Sayangnya, mereka nggak sadar, bahwa kalaupun cara itu salah, kesalahan itu tidak akan sebanding dengan kerusakan yang terpendam di balik gagasan orang itu. Bagi yang akrab dengan dunia perdebatan yang ditampilkan oleh para ulama, diksi-diksi yang saya utarakan sebetulnya biasa-biasa saja. Tidak ada yang aneh. Apalagi kalau itu ditujukkan pada orang yang ingin mengacak-acak agama. Saya sudah paparkan itu dalam tulisan sebelumnya. Mungkin, bagi mereka yang ngotot mempersoalkan cara saya itu, kehormatan seorang Mun’im jauh lebih agung dari kehormatan kitab suci mereka sendiri. Begitulah resiko kalau orang tidak mendalami ilmu kalam dengan baik. Tidak sadar dengan apa-apa yang ingin merusak agama mereka sendiri. 

Kalau saja para pelajar Muslim mendalami ilmu dengan matang, langsung merujuk pada sumber-sumber primernya, bukan buku-buku terjemahan semata, saya kira orang-orang seperti Mun’im ini tidak akan mendapatkan tempat di Indonesia. Pikiran-pikiran sampah yang dibalut dengan paparan ilmiah hanya mungkin menipu orang-orang yang memang lemah dalam ilmu itu. Ilmu kalam yang hakiki itu bukan hanya mengulas dasar-dasar keyakinan, tapi juga menyediakan alat untuk meneguhkan dasar-dasar keyakinan itu, dan membantah pikiran-pikiran yang ingin meruntuhkannya. 
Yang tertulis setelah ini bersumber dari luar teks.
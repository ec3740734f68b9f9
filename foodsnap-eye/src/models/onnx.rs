//! ONNX Runtime backed detector and classifier

use crate::error::{Result, VisionError};
use crate::models::{softmax, ClassificationResult, Classifier, DetectionBox, Detector, TOP_K};
use crate::preprocess::{ImagePreprocessor, InputSpec};
use image::RgbImage;
use ort::session::Session;
use ort::value::Tensor;
use parking_lot::Mutex;
use std::path::Path;
use tracing::{debug, info};

/// Values per detector output row: x1, y1, x2, y2, score, class
const DETECTION_ROW: usize = 6;

/// Upper bound on rows read from a detector output
const MAX_DETECTIONS: usize = 100;

fn load_session(model_path: &Path) -> Result<Session> {
    let session = Session::builder()?
        .commit_from_file(model_path)
        .map_err(|e| VisionError::Ort(format!("Failed to load {:?}: {}", model_path, e)))?;
    Ok(session)
}

/// Image classifier. The session is locked for the duration of a run since
/// the runtime needs exclusive access to it.
pub struct OnnxClassifier {
    session: Mutex<Session>,
    labels: Vec<String>,
    spec: InputSpec,
}

impl OnnxClassifier {
    pub fn new(model_path: &Path, labels: Vec<String>, spec: InputSpec) -> Result<Self> {
        let session = load_session(model_path)?;
        info!("Classifier model loaded from {:?} ({} labels)", model_path, labels.len());

        Ok(Self {
            session: Mutex::new(session),
            labels,
            spec,
        })
    }
}

impl Classifier for OnnxClassifier {
    fn name(&self) -> &str {
        "onnx-classifier"
    }

    fn classify(&self, image: &RgbImage) -> Result<ClassificationResult> {
        let tensor = ImagePreprocessor::to_tensor(image, &self.spec)?;
        let input = Tensor::from_array((tensor.shape, tensor.data))?;

        let probs = {
            let mut session = self.session.lock();
            let outputs = session.run(ort::inputs![input])?;
            let (_, logits) = outputs[0].try_extract_tensor::<f32>()?;
            softmax(logits)
        };

        let result = ClassificationResult::from_distribution(&probs, &self.labels, TOP_K)
            .ok_or_else(|| VisionError::Inference("Classifier returned no scores".to_string()))?;

        debug!("Classified as {} ({:.3})", result.label, result.score);
        Ok(result)
    }
}

/// Region detector producing boxes in source-image coordinates
pub struct OnnxDetector {
    session: Mutex<Session>,
    spec: InputSpec,
}

impl OnnxDetector {
    pub fn new(model_path: &Path, spec: InputSpec) -> Result<Self> {
        let session = load_session(model_path)?;
        info!("Detector model loaded from {:?}", model_path);

        Ok(Self {
            session: Mutex::new(session),
            spec,
        })
    }
}

impl Detector for OnnxDetector {
    fn name(&self) -> &str {
        "onnx-detector"
    }

    fn detect(&self, image: &RgbImage) -> Result<Vec<DetectionBox>> {
        let (width, height) = image.dimensions();
        let tensor = ImagePreprocessor::to_tensor(image, &self.spec)?;
        let input = Tensor::from_array((tensor.shape, tensor.data))?;

        let rows: Vec<f32> = {
            let mut session = self.session.lock();
            let outputs = session.run(ort::inputs![input])?;
            let (_, data) = outputs[0].try_extract_tensor::<f32>()?;
            data.to_vec()
        };

        if rows.len() % DETECTION_ROW != 0 {
            return Err(VisionError::Inference(format!(
                "Unexpected detector output length {}",
                rows.len()
            )));
        }

        let sx = width as f32 / self.spec.width as f32;
        let sy = height as f32 / self.spec.height as f32;

        let boxes: Vec<DetectionBox> = rows
            .chunks_exact(DETECTION_ROW)
            .take(MAX_DETECTIONS)
            .filter(|row| row.iter().all(|v| v.is_finite()))
            .map(|row| DetectionBox::new(row[0] * sx, row[1] * sy, row[2] * sx, row[3] * sy, row[4]))
            .collect();

        debug!("Detector produced {} boxes", boxes.len());
        Ok(boxes)
    }
}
Dalam ilmu tersebut, kita belajar metode kritik. Belajar cara membangun argumen. Mematahkan argumen dengan argumen. Dan, yang tidak kalah penting itu, ilmu kalam dapat memperkokoh rasionalitas kita dalam beragama, sehingga kita tidak akan mudah terpengaruh oleh pikiran-pikiran luar. Para teolog Muslim itu paling anti dengan yang namanya dogma. Kalau mereka bicara, mereka akan selalu menuntut Anda untuk menggunakan rasionalitas. Kalau Anda tidak punya argumen, atau argumen Anda bertentangan dengan nalar sehat, pergilah Anda dari lingkungan kami! Buang jauh-jauh argumen Anda itu kedalam tong sampah. 
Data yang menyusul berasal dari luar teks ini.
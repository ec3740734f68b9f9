use crate::cache::NutritionCache;
use crate::config::{NutritionConfig, ProviderKind};
use crate::error::{NutritionError, Result};
use crate::providers::{
    EdamamProvider, NutritionProvider, OpenFoodFactsProvider, SpoonacularProvider, UsdaProvider,
};
use foodsnap_core::{NutritionQuery, NutritionRecord};
use reqwest::Client;
use std::time::Duration;
use tracing::{debug, info, warn};

/// Ordered provider chain. Resolution never fails: the first usable
/// record wins, otherwise a zeroed "Not Found" record is returned.
pub struct NutritionResolver {
    providers: Vec<Box<dyn NutritionProvider>>,
    timeout: Duration,
    cache: Option<NutritionCache>,
}

impl NutritionResolver {
    pub fn new(providers: Vec<Box<dyn NutritionProvider>>, timeout: Duration) -> Self {
        Self {
            providers,
            timeout,
            cache: None,
        }
    }

    pub fn with_cache(mut self, cache: NutritionCache) -> Self {
        self.cache = Some(cache);
        self
    }

    /// Build the chain in `provider_order` with a shared HTTP client
    pub fn from_config(config: &NutritionConfig) -> Result<Self> {
        config.validate().map_err(NutritionError::Config)?;

        let timeout = Duration::from_secs(config.provider_timeout_secs);
        let client = Client::builder()
            .user_agent(config.user_agent.as_str())
            .timeout(timeout)
            .build()?;

        let endpoints = &config.endpoints;
        let providers: Vec<Box<dyn NutritionProvider>> = config
            .provider_order
            .iter()
            .map(|kind| -> Box<dyn NutritionProvider> {
                match kind {
                    ProviderKind::Edamam => Box::new(
                        EdamamProvider::new(
                            client.clone(),
                            config.edamam_app_id.clone(),
                            config.edamam_app_key.clone(),
                        )
                        .with_base_url(&endpoints.edamam),
                    ),
                    ProviderKind::Usda => Box::new(
                        UsdaProvider::new(client.clone(), config.usda_api_key.clone())
                            .with_base_url(&endpoints.usda),
                    ),
                    ProviderKind::Spoonacular => Box::new(
                        SpoonacularProvider::new(client.clone(), config.spoonacular_api_key.clone())
                            .with_base_url(&endpoints.spoonacular),
                    ),
                    ProviderKind::OpenFoodFacts => Box::new(
                        OpenFoodFactsProvider::new(
                            client.clone(),
                            config.open_food_facts_enabled,
                            config.user_agent.as_str(),
                        )
                        .with_base_url(&endpoints.open_food_facts),
                    ),
                }
            })
            .collect();

        let mut resolver = Self::new(providers, timeout);
        if config.enable_caching {
            resolver = resolver.with_cache(NutritionCache::new(
                config.cache_capacity,
                Duration::from_secs(config.cache_ttl_seconds),
                Duration::from_secs(config.not_found_ttl_seconds),
            ));
        }

        for (kind, vars) in config.missing_credentials() {
            if vars.is_empty() {
                info!("Provider {} is disabled", kind);
            } else {
                info!("Provider {} is skipped until {} are set", kind, vars.join(", "));
            }
        }

        info!(
            "Nutrition resolver ready with providers {:?} (configured: {:?})",
            resolver.provider_names(),
            resolver.configured_providers()
        );
        Ok(resolver)
    }

    /// Provider names in chain order
    pub fn provider_names(&self) -> Vec<&'static str> {
        self.providers.iter().map(|p| p.name()).collect()
    }

    /// Providers that will actually be queried
    pub fn configured_providers(&self) -> Vec<&'static str> {
        self.providers
            .iter()
            .filter(|p| p.is_configured())
            .map(|p| p.name())
            .collect()
    }

    pub fn timeout(&self) -> Duration {
        self.timeout
    }

    /// Resolve one food name
    pub async fn resolve(&self, food_name: &str) -> NutritionRecord {
        let query = NutritionQuery::new(food_name.trim());
        if query.is_blank() {
            debug!("Blank nutrition query, skipping providers");
            return NutritionRecord::not_found(query.food_name);
        }

        let key = query.normalized_key();
        if let Some(cache) = &self.cache {
            if let Some(mut record) = cache.get(&key) {
                debug!("Nutrition cache hit for {:?}", key);
                // Records that echo the query carry this caller's spelling
                if record.is_not_found() || NutritionQuery::new(record.food.as_str()).normalized_key() == key {
                    record.food = query.food_name;
                }
                return record;
            }
        }

        let record = match self.query_chain(&query.food_name).await {
            Some(record) => record,
            None => {
                info!("No provider had nutrition data for {:?}", query.food_name);
                NutritionRecord::not_found(query.food_name.as_str())
            }
        };

        if let Some(cache) = &self.cache {
            cache.insert(key, record.clone());
        }
        record
    }

    /// Resolve each name independently, preserving order
    pub async fn resolve_all(&self, food_names: &[String]) -> Vec<NutritionRecord> {
        let mut records = Vec::with_capacity(food_names.len());
        for name in food_names {
            records.push(self.resolve(name).await);
        }
        records
    }

    async fn query_chain(&self, food_name: &str) -> Option<NutritionRecord> {
        for provider in &self.providers {
            if !provider.is_configured() {
                debug!("Skipping unconfigured provider {}", provider.name());
                continue;
            }

            match tokio::time::timeout(self.timeout, provider.lookup(food_name)).await {
                Ok(Ok(Some(mut record))) => {
                    record.source = provider.source();
                    info!("Resolved {:?} via {}", food_name, provider.name());
                    return Some(record);
                }
                Ok(Ok(None)) => {
                    debug!("Provider {} had no match for {:?}", provider.name(), food_name);
                }
                Ok(Err(e)) => {
                    warn!("Provider {} failed for {:?}: {}", provider.name(), food_name, e);
                }
                Err(_) => {
                    let err = NutritionError::Timeout(provider.name().to_string());
                    warn!("{} after {:?}", err, self.timeout);
                }
            }
        }
        None
    }
}
//! Flat layout: the tag is the only structure.

use serde::{Deserialize, Serialize};
use serde_json::Value;

use super::{unrecognized, Encoding, Representation};
use crate::shape::{Circle, Rectangle, Shape, ShapeError};

#[derive(Clone, Debug, PartialEq, Serialize, Deserialize)]
pub struct FlatCircle {
    pub x: f64,
    pub y: f64,
    pub color: String,

    pub radius: f64,
}

#[derive(Clone, Debug, PartialEq, Serialize, Deserialize)]
pub struct FlatRectangle {
    pub x: f64,
    pub y: f64,
    pub color: String,

    pub width: f64,
    pub height: f64,
}

#[derive(Clone, Debug, PartialEq, Serialize, Deserialize)]
pub enum FlatShape {
    Circle(FlatCircle),
    Rectangle(FlatRectangle),
    /// Anything else, kept verbatim so decode can report it.
    #[serde(untagged)]
    Unrecognized(Value),
}

impl Encoding for FlatShape {
    const REPR: Representation = Representation::Flat;

    fn encode(shape: &Shape) -> Self {
        match shape {
            Shape::Circle(c) => FlatShape::Circle(FlatCircle {
                x: c.x,
                y: c.y,
                color: c.color.clone(),
                radius: c.radius,
            }),
            Shape::Rectangle(r) => FlatShape::Rectangle(FlatRectangle {
                x: r.x,
                y: r.y,
                color: r.color.clone(),
                width: r.width,
                height: r.height,
            }),
        }
    }

    fn decode(&self) -> Result<Shape, ShapeError> {
        let shape = match self {
            FlatShape::Circle(c) => Shape::Circle(Circle::new(c.x, c.y, c.color.clone(), c.radius)),
            FlatShape::Rectangle(r) => Shape::Rectangle(Rectangle::new(
                r.x,
                r.y,
                r.color.clone(),
                r.width,
                r.height,
            )),
            FlatShape::Unrecognized(v) => return Err(unrecognized(v)),
        };
        shape.validate()?;
        Ok(shape)
    }
}
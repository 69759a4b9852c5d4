//! Occupation: union envelope of all shapes plus the set of colors used.
//!
//! The fold is a commutative monoid on `Occupancy`: `Occupancy::default()` (no
//! envelope, no colors) is the identity and absorbs nothing, so empty chunks can
//! be merged anywhere without bending the `min`/`max` fold.

use std::collections::BTreeSet;

use super::{decode_at, Operation};
use crate::repr::Encoding;
use crate::shape::{Envelope, Shape, ShapeError};

/// Partial or final occupation state.
#[derive(Clone, Debug, Default, PartialEq)]
pub struct Occupancy {
    /// `None` until the first shape is added.
    pub envelope: Option<Envelope>,
    /// Sorted, duplicates collapsed.
    pub colors: BTreeSet<String>,
}

impl Occupancy {
    pub fn add(&mut self, shape: &Shape) {
        let b = shape.bounds();
        self.envelope = Some(match self.envelope {
            Some(e) => e.union(&b),
            None => b,
        });
        if !self.colors.contains(shape.color()) {
            self.colors.insert(shape.color().to_string());
        }
    }

    pub fn merge(mut self, other: Occupancy) -> Occupancy {
        self.envelope = match (self.envelope, other.envelope) {
            (Some(a), Some(b)) => Some(a.union(&b)),
            (a, b) => a.or(b),
        };
        self.colors.extend(other.colors);
        self
    }

    /// Envelope area; `0` for an empty collection.
    pub fn area(&self) -> f64 {
        self.envelope.map_or(0.0, |e| e.area())
    }
}

/// Canonical occupation over decoded shapes.
pub fn occupation(shapes: &[Shape]) -> Occupancy {
    let mut acc = Occupancy::default();
    for s in shapes {
        acc.add(s);
    }
    acc
}

#[derive(Clone, Copy, Debug, Default, PartialEq, Eq)]
pub struct Occupation;

impl<E: Encoding> Operation<E> for Occupation {
    type Partial = Occupancy;
    type Output = Occupancy;

    fn name(&self) -> &'static str {
        "occupation"
    }

    fn run_chunk(&self, chunk: &[E], offset: usize) -> Result<Occupancy, ShapeError> {
        let mut acc = Occupancy::default();
        for (i, encoded) in chunk.iter().enumerate() {
            acc.add(&decode_at(encoded, offset + i)?);
        }
        Ok(acc)
    }

    fn merge(&self, partials: Vec<Occupancy>) -> Occupancy {
        partials
            .into_iter()
            .fold(Occupancy::default(), Occupancy::merge)
    }
}

#[cfg(test)]
mod tests {
    use super::*;
    use crate::shape::{Circle, Rectangle};
    use nalgebra::vector;

    #[test]
    fn empty_input_occupies_nothing() {
        let occ = occupation(&[]);
        assert_eq!(occ.envelope, None);
        assert_eq!(occ.area(), 0.0);
        assert!(occ.colors.is_empty());
    }

    #[test]
    fn single_rectangle() {
        let occ = occupation(&[Rectangle::new(0.0, 0.0, "a", 20.0, 10.0).into()]);
        assert_eq!(occ.area(), 200.0);
    }

    #[test]
    fn disjoint_rectangles_use_envelope_not_sum() {
        let occ = occupation(&[
            Rectangle::new(0.0, 0.0, "a", 10.0, 10.0).into(),
            Rectangle::new(20.0, 20.0, "a", 10.0, 10.0).into(),
        ]);
        let env = occ.envelope.unwrap();
        assert_eq!(env.min, vector![0.0, 0.0]);
        assert_eq!(env.max, vector![30.0, 30.0]);
        assert_eq!(occ.area(), 900.0);
        assert_eq!(occ.colors.len(), 1);
    }

    #[test]
    fn circles_extend_by_radius() {
        let occ = occupation(&[
            Circle::new(0.0, 0.0, "red", 1.0).into(),
            Rectangle::new(2.0, 2.0, "blue", 1.0, 1.0).into(),
            Circle::new(0.0, 0.0, "red", 0.5).into(),
        ]);
        let env = occ.envelope.unwrap();
        assert_eq!(env.min, vector![-1.0, -1.0]);
        assert_eq!(env.max, vector![3.0, 3.0]);
        assert_eq!(occ.area(), 16.0);
        let colors: Vec<_> = occ.colors.iter().map(String::as_str).collect();
        assert_eq!(colors, ["blue", "red"]);
    }

    #[test]
    fn empty_partials_are_identity() {
        let full = occupation(&[
            Rectangle::new(-5.0, 1.0, "a", 1.0, 1.0).into(),
            Circle::new(4.0, 4.0, "b", 2.0).into(),
        ]);
        let merged = Occupancy::default()
            .merge(full.clone())
            .merge(Occupancy::default());
        assert_eq!(merged, full);
    }
}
Karena argumen yang bertentangan hukum akal memang layak disebut sampah. Apalagi kalau benar-benar terbukti merusak dan bisa menimbulkan fitnah, seperti pikiran Mun’im itu. Mun’im mendapatkan tempat di kampus-kampus Indonesia, salah satu sebabnya, hemat saya, karena pembelajaran Ilmu Kalam memang masih lemah di kampus-kampus itu. Apa kenal para akademisi di tanah air itu dengan kitab-kitab seperti Syarh al-Mawaqif, atau Syarh al-Maqashid, misalnya, dan membacakan mutiara-mutiara berharga dari kitab itu kepada para mahasiswanya? Sepertinya nggak ada. Karena untuk memahami kitab semacam itu memang dibutuhkan perangkat yang tidak ringan. Logika saja tidak dipelajari dengan serius, bagaimana mungkin mereka bisa mengunyah kitab para raksasa intelektual Islam itu? Padahal itu sangat penting. 
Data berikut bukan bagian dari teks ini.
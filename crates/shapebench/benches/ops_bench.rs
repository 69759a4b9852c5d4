//! Criterion benchmarks: each operation × layout × thread count.
//! Focus sizes: n in {1_000, 100_000} shapes, threads in {0, 1, 4}.
//! Results: by default under target/criterion.

use criterion::{criterion_group, criterion_main, BenchmarkId, Criterion};
use shapebench::api;
use shapebench::random::{generate, GenCfg};
use shapebench::repr::encode_all;
use shapebench::{ComposedShape, Encoding, ExecCfg, FlatShape, GenericShape, Shape, ShapeKind};

fn shapes(count: usize) -> Vec<Shape> {
    let cfg = GenCfg {
        count,
        ..GenCfg::default()
    };
    generate(&cfg, 42).expect("default generator params are valid")
}

fn bench_layout<E: Encoding>(c: &mut Criterion, canonical: &[Shape]) {
    let encoded: Vec<E> = encode_all(canonical);
    let mut group = c.benchmark_group(format!("{}/{}", E::REPR, canonical.len()));
    for &threads in &[0usize, 1, 4] {
        let cfg = ExecCfg::parallel(threads);
        group.bench_with_input(BenchmarkId::new("filter", threads), &cfg, |b, &cfg| {
            b.iter(|| api::filter(&encoded, ShapeKind::Circle, cfg).unwrap())
        });
        group.bench_with_input(BenchmarkId::new("mutation", threads), &cfg, |b, &cfg| {
            b.iter(|| api::mutation(&encoded, cfg).unwrap())
        });
        group.bench_with_input(BenchmarkId::new("occupation", threads), &cfg, |b, &cfg| {
            b.iter(|| api::occupation(&encoded, cfg).unwrap())
        });
    }
    group.finish();
}

fn bench_ops(c: &mut Criterion) {
    for &n in &[1_000usize, 100_000] {
        let canonical = shapes(n);
        bench_layout::<FlatShape>(c, &canonical);
        bench_layout::<ComposedShape>(c, &canonical);
        bench_layout::<GenericShape>(c, &canonical);
    }
}

criterion_group!(benches, bench_ops);
criterion_main!(benches);
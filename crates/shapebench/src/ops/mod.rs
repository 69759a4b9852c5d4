//! Primitive batch operations: Filter, Mutate, Occupation.
//!
//! Each operation exists twice, sharing one per-shape rule:
//! - a plain function over canonical `&[Shape]` (`filter`, `mutate`, `occupation`),
//! - an `Operation` impl that processes one chunk of encoded shapes and merges the
//!   per-chunk partials. `crate::exec` decides how many chunks there are.
//!
//! Nothing in here is concurrent; parallelism lives only in `crate::exec`.

mod filter;
mod mutate;
mod occupation;

pub use filter::{filter, Filter};
pub use mutate::{circle_to_rectangle, mutate, mutate_shape, Mutate};
pub use occupation::{occupation, Occupancy, Occupation};

use crate::repr::Encoding;
use crate::shape::{Shape, ShapeError};

/// Chunk-wise form of a batch operation over layout `E`.
///
/// Contract:
/// - `run_chunk` on an empty chunk returns the merge identity.
/// - `merge` receives partials in chunk order (input order), never completion order.
/// - Merging the partials of any contiguous split equals running one chunk over the
///   whole input.
pub trait Operation<E: Encoding>: Sync {
    type Partial: Send;
    type Output;

    fn name(&self) -> &'static str;

    /// Process `chunk`, whose first element sits at `offset` in the full input.
    fn run_chunk(&self, chunk: &[E], offset: usize) -> Result<Self::Partial, ShapeError>;

    fn merge(&self, partials: Vec<Self::Partial>) -> Self::Output;
}

#[inline]
pub(crate) fn decode_at<E: Encoding>(encoded: &E, index: usize) -> Result<Shape, ShapeError> {
    encoded.decode().map_err(|e| e.at(index))
}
Wajar saja. Ketika menjumpai pikiran orang-orang Ateis dan sekuler, atau pikiran didikan Orientalis seperti Mun’im, mereka pun menyambutnya dengan sepenuh hati. Tak ada keberatan sama sekali. Sekurang-kurangnya, kalaupun tidak menolak, mereka memandang itu sebagai sesuatu yang biasa dan wajar. Padahal, kalau saja mereka tahu apa sisi-sisi terdalam dari pikiran orang itu, dan sadar akan konsekuensi-konsekuensi akhirnya, respon mereka tampaknya tidak akan jauh berbeda dengan respon saya sendiri. Bahkan boleh jadi lebih keras dari itu. Sebagai upaya untuk membentangi nalar dan keimanan generasi Muslim di era sekarang, saya kira mempelajari ilmu ini merupakan keniscayaan yang tidak bisa ditawar. Kalau tidak, maka para perusak agama itu akan selalu mendapatkan tempat di negeri kita. Demikian, wallahu ‘alam bisshawab.